19 Sep 2022

SQL as the Data Analysis' Volapük

Lately I’ve started to work with Apache Druid that is “real-time database to power modern analytics applications”. This is great piece of software, being in it’s late version 0.23.0, providing blazing-fast queries to your data. Surely enough, you always pay for the speed: sometimes with old good money (e.g. buy more resources from the powerhouses), sometimes with time needed to prepare the data for being queries (e.g. indexing), sometimes with absence of generality (e.g. make your highly intricate specific DB and go struggle when business needs something unsupported), sometimes just with your brainpower needed to understand and implement new stuff. At the moment, I think Druid is being paid mainly with two latter currencies.

So, having a bit of experience in Data warehouse project (5 years ago? eternity!), I was really interested how exactly the speed is being gained. If you’re interested, please take a look at this FAQ page (spoiler: inverted indexes and intricate metadata model). This post is not about it. This post is about SQL that is currently being used as defacto standard for thinking about data – even when “real” data is not stored in RDBMS.

As most of the industry-grade programming languages, SQL has lots of qualities from different areas: it’s mainly declarative, but has procedural mechanisms. It’s made for queries but creates databases and tables.
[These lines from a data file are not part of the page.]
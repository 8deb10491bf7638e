use chrono::Duration;

/// Repository configuration, passed explicitly to the constructor instead of
/// living in ambient global state.
#[derive(Debug, Clone)]
pub struct RepositoryConfig {
    /// A lock whose heartbeat is older than this is eligible for the
    /// stale sweep.
    pub lock_expiration: Duration,
    /// Upper bound on how many jobs a single launcher acquire may claim.
    pub acquire_batch_cap: usize,
}

impl Default for RepositoryConfig {
    fn default() -> Self {
        Self {
            lock_expiration: Duration::minutes(3),
            acquire_batch_cap: 64,
        }
    }
}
It’s based on relational algebra, but It’s structured but sometimes it’s hard to find the structure behind 30 screens of the statement. At last, it has been designed for managers and now DB-team is usually sitting very far away from the commercial department. This is how evolution works, nothing unusual here.

But, being widely used, SQL get into the fields, where I was surprised to see it – for instance in the NoSQL world. Check out how similar is Cassandra’s CQL, even though Cassandra is famous NoSQL DB! Excel files could be used as SQL data bases! Even very non-usual languages like Q are calling the some data-manipulating functions q-sql, using different syntax, but at least partially sharing same mental model of the data manipulation.

This leads me to the point, at which I should make a bold statement: I don’t think SQL is a good programming language. I mean, it’s good, but it’s not that good, it’s not the default language when you write or think about the data. Its main feature is universality, sure; but being wide-spread across the industry, it effectively wipes out all the other possible ways of thinking around the data. It’s liek bad english of the internetz: you want to say I love you so much, but sending 🔥🔥🔥 instead; you want to know who wrote the hit and writing

SELECT song_id FROM charts FETCH FIRST 1 ROWS ONLY

instead, panicking how long will become the join to the composers table. It’s really similar to Volapük in many contexts: it’s as artificial, it’s designed to be widely used, it’s good but not necessary best, and it may be scorched out with some new technology (Esperanto in Volapük’s case). Not sure if I will see the dawn of SQL, but it could be a wonderful view!